Die beiden Damen des jungen Ensembles schlagen sich souverän und noch glücklicher als die Herren: Yuliia Zasimova verströmt stimmliche Beseelung, die man an der hier recht verhärmt-säuerlichen Amazonin Aretea nicht vermutet hätte. Zur echten Gefahr wird die schöne Edonide für Alcide auch, weil Tetiana Chaika keinerlei Verderbtheit ausstellt, sondern nur nach den liebenswerten Waffen Grazie und Anmut greift.

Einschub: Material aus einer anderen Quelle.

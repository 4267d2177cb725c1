//! Core type definitions for Evidra.
//!
//! Defines the LLM message/request shapes shared by every provider and the
//! read-only `Question` input that flows through the whole pipeline.

use chrono::{DateTime, Utc};
use serde::{Deserialize, Serialize};

/// Represents a participant role in a conversation.
#[derive(Debug, Clone, Copy, PartialEq, Eq, Hash, Serialize, Deserialize)]
#[serde(rename_all = "lowercase")]
pub enum Role {
    System,
    User,
    Assistant,
}

impl std::fmt::Display for Role {
    fn fmt(&self, f: &mut std::fmt::Formatter<'_>) -> std::fmt::Result {
        match self {
            Role::System => write!(f, "system"),
            Role::User => write!(f, "user"),
            Role::Assistant => write!(f, "assistant"),
        }
    }
}

/// A single message sent to or received from an LLM.
#[derive(Debug, Clone, PartialEq, Serialize, Deserialize)]
pub struct Message {
    pub role: Role,
    pub content: String,
    pub timestamp: DateTime<Utc>,
}

impl Message {
    /// Create a new message stamped with the current time.
    pub fn new(role: Role, content: impl Into<String>) -> Self {
        Self {
            role,
            content: content.into(),
            timestamp: Utc::now(),
        }
    }

    /// Create a system message.
    pub fn system(text: impl Into<String>) -> Self {
        Self::new(Role::System, text)
    }

    /// Create a user message.
    pub fn user(text: impl Into<String>) -> Self {
        Self::new(Role::User, text)
    }

    /// Create an assistant message.
    pub fn assistant(text: impl Into<String>) -> Self {
        Self::new(Role::Assistant, text)
    }
}

/// Sampling parameters for a single generation call.
#[derive(Debug, Clone, Copy, PartialEq, Serialize, Deserialize)]
pub struct GenerationConfig {
    pub temperature: f32,
    pub max_output_tokens: Option<usize>,
}

impl GenerationConfig {
    pub fn new(temperature: f32, max_output_tokens: usize) -> Self {
        Self {
            temperature,
            max_output_tokens: Some(max_output_tokens),
        }
    }
}

impl Default for GenerationConfig {
    fn default() -> Self {
        Self {
            temperature: 0.7,
            max_output_tokens: None,
        }
    }
}

/// A request to the LLM for completion.
#[derive(Debug, Clone)]
pub struct CompletionRequest {
    pub messages: Vec<Message>,
    pub temperature: f32,
    pub max_tokens: Option<usize>,
    pub model: Option<String>,
}

impl Default for CompletionRequest {
    fn default() -> Self {
        Self {
            messages: Vec::new(),
            temperature: 0.7,
            max_tokens: None,
            model: None,
        }
    }
}

/// A full response from the LLM.
#[derive(Debug, Clone)]
pub struct CompletionResponse {
    pub message: Message,
    pub usage: TokenUsage,
    pub model: String,
    pub finish_reason: Option<String>,
}

/// Token usage statistics from an LLM call.
#[derive(Debug, Clone, Copy, Default, PartialEq, Eq, Serialize, Deserialize)]
pub struct TokenUsage {
    pub input_tokens: usize,
    pub output_tokens: usize,
}

impl TokenUsage {
    pub fn total(&self) -> usize {
        self.input_tokens + self.output_tokens
    }

    pub fn accumulate(&mut self, other: &TokenUsage) {
        self.input_tokens += other.input_tokens;
        self.output_tokens += other.output_tokens;
    }
}

/// Diabetes-specific profile of the person asking.
#[derive(Debug, Clone, Default, PartialEq, Serialize, Deserialize)]
pub struct UserProfile {
    /// e.g. "type1", "type2", "gestational".
    #[serde(default, skip_serializing_if = "Option::is_none")]
    pub diabetes_type: Option<String>,
    #[serde(default)]
    pub medications: Vec<String>,
}

impl UserProfile {
    /// One-line profile description for prompts, or `None` if the profile is empty.
    pub fn describe(&self) -> Option<String> {
        let mut parts = Vec::new();
        if let Some(kind) = &self.diabetes_type {
            parts.push(format!("Diabetes type: {kind}"));
        }
        if !self.medications.is_empty() {
            parts.push(format!("Medications: {}", self.medications.join(", ")));
        }
        if parts.is_empty() {
            None
        } else {
            Some(parts.join("; "))
        }
    }
}

/// One prior turn of the conversation.
#[derive(Debug, Clone, PartialEq, Serialize, Deserialize)]
pub struct ConversationTurn {
    pub role: Role,
    pub content: String,
}

impl ConversationTurn {
    pub fn user(content: impl Into<String>) -> Self {
        Self {
            role: Role::User,
            content: content.into(),
        }
    }

    pub fn assistant(content: impl Into<String>) -> Self {
        Self {
            role: Role::Assistant,
            content: content.into(),
        }
    }
}

/// The immutable input of one engine run.
#[derive(Debug, Clone, PartialEq, Serialize, Deserialize)]
pub struct Question {
    pub text: String,
    #[serde(default, skip_serializing_if = "Option::is_none")]
    pub profile: Option<UserProfile>,
    #[serde(default)]
    pub history: Vec<ConversationTurn>,
}

impl Question {
    pub fn new(text: impl Into<String>) -> Self {
        Self {
            text: text.into(),
            profile: None,
            history: Vec::new(),
        }
    }

    pub fn with_profile(mut self, profile: UserProfile) -> Self {
        self.profile = Some(profile);
        self
    }

    pub fn with_history(mut self, history: Vec<ConversationTurn>) -> Self {
        self.history = history;
        self
    }

    /// The most recent prior user turn, if any.
    pub fn last_user_turn(&self) -> Option<&str> {
        self.history
            .iter()
            .rev()
            .find(|t| t.role == Role::User)
            .map(|t| t.content.as_str())
    }
}

#[cfg(test)]
mod tests {
    use super::*;

    #[test]
    fn test_message_creation() {
        let msg = Message::user("Merhaba");
        assert_eq!(msg.role, Role::User);
        assert_eq!(msg.content, "Merhaba");
    }

    #[test]
    fn test_token_usage_accumulate() {
        let mut total = TokenUsage::default();
        total.accumulate(&TokenUsage {
            input_tokens: 100,
            output_tokens: 50,
        });
        total.accumulate(&TokenUsage {
            input_tokens: 10,
            output_tokens: 5,
        });
        assert_eq!(total.total(), 165);
    }

    #[test]
    fn test_profile_describe() {
        assert_eq!(UserProfile::default().describe(), None);
        let profile = UserProfile {
            diabetes_type: Some("type2".into()),
            medications: vec!["metformin".into(), "insulin glargine".into()],
        };
        assert_eq!(
            profile.describe().as_deref(),
            Some("Diabetes type: type2; Medications: metformin, insulin glargine")
        );
    }

    #[test]
    fn test_last_user_turn() {
        let question = Question::new("Peki dozaj?").with_history(vec![
            ConversationTurn::user("Metformin nedir?"),
            ConversationTurn::assistant("Metformin bir biguaniddir."),
        ]);
        assert_eq!(question.last_user_turn(), Some("Metformin nedir?"));
        assert_eq!(Question::new("x").last_user_turn(), None);
    }

    #[test]
    fn test_question_deserializes_without_optional_fields() {
        let question: Question = serde_json::from_str(r#"{"text": "HbA1c nedir?"}"#).unwrap();
        assert_eq!(question.text, "HbA1c nedir?");
        assert!(question.profile.is_none());
        assert!(question.history.is_empty());
    }
}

Der Altus Viktor Andrichenki, von Typ eher ein Wilhelm Meister in den Lehrjahren oder Junggelehrter als heroisches Krafpaket, durchmisst den Kastratenpart des Alcide mit kräftigem, zunehmend imponierendem Können und sogar Nazar Tatsyshyn reißt den von Bortniansky etwas blässlich gehaltenen Erzieher Fromino auf die tenorale Virtuosen-Seite.

Das Festival LvivMozArt hat zahlreiche Anhänger, die lautstark den Ausbau der 720.000 Einwohner-Stadt zum international konkurrenzfähigen Festival-Zentrum fordern. Jetzt geht es daran, die Breitenwirkung auszubauen. Künstlerische Voraussetzungen, Ressourcen und Ideen dafür sind in reichem Maße vorhanden.


Der Aufenthalt wurde ermöglicht durch die Stadt Lviv.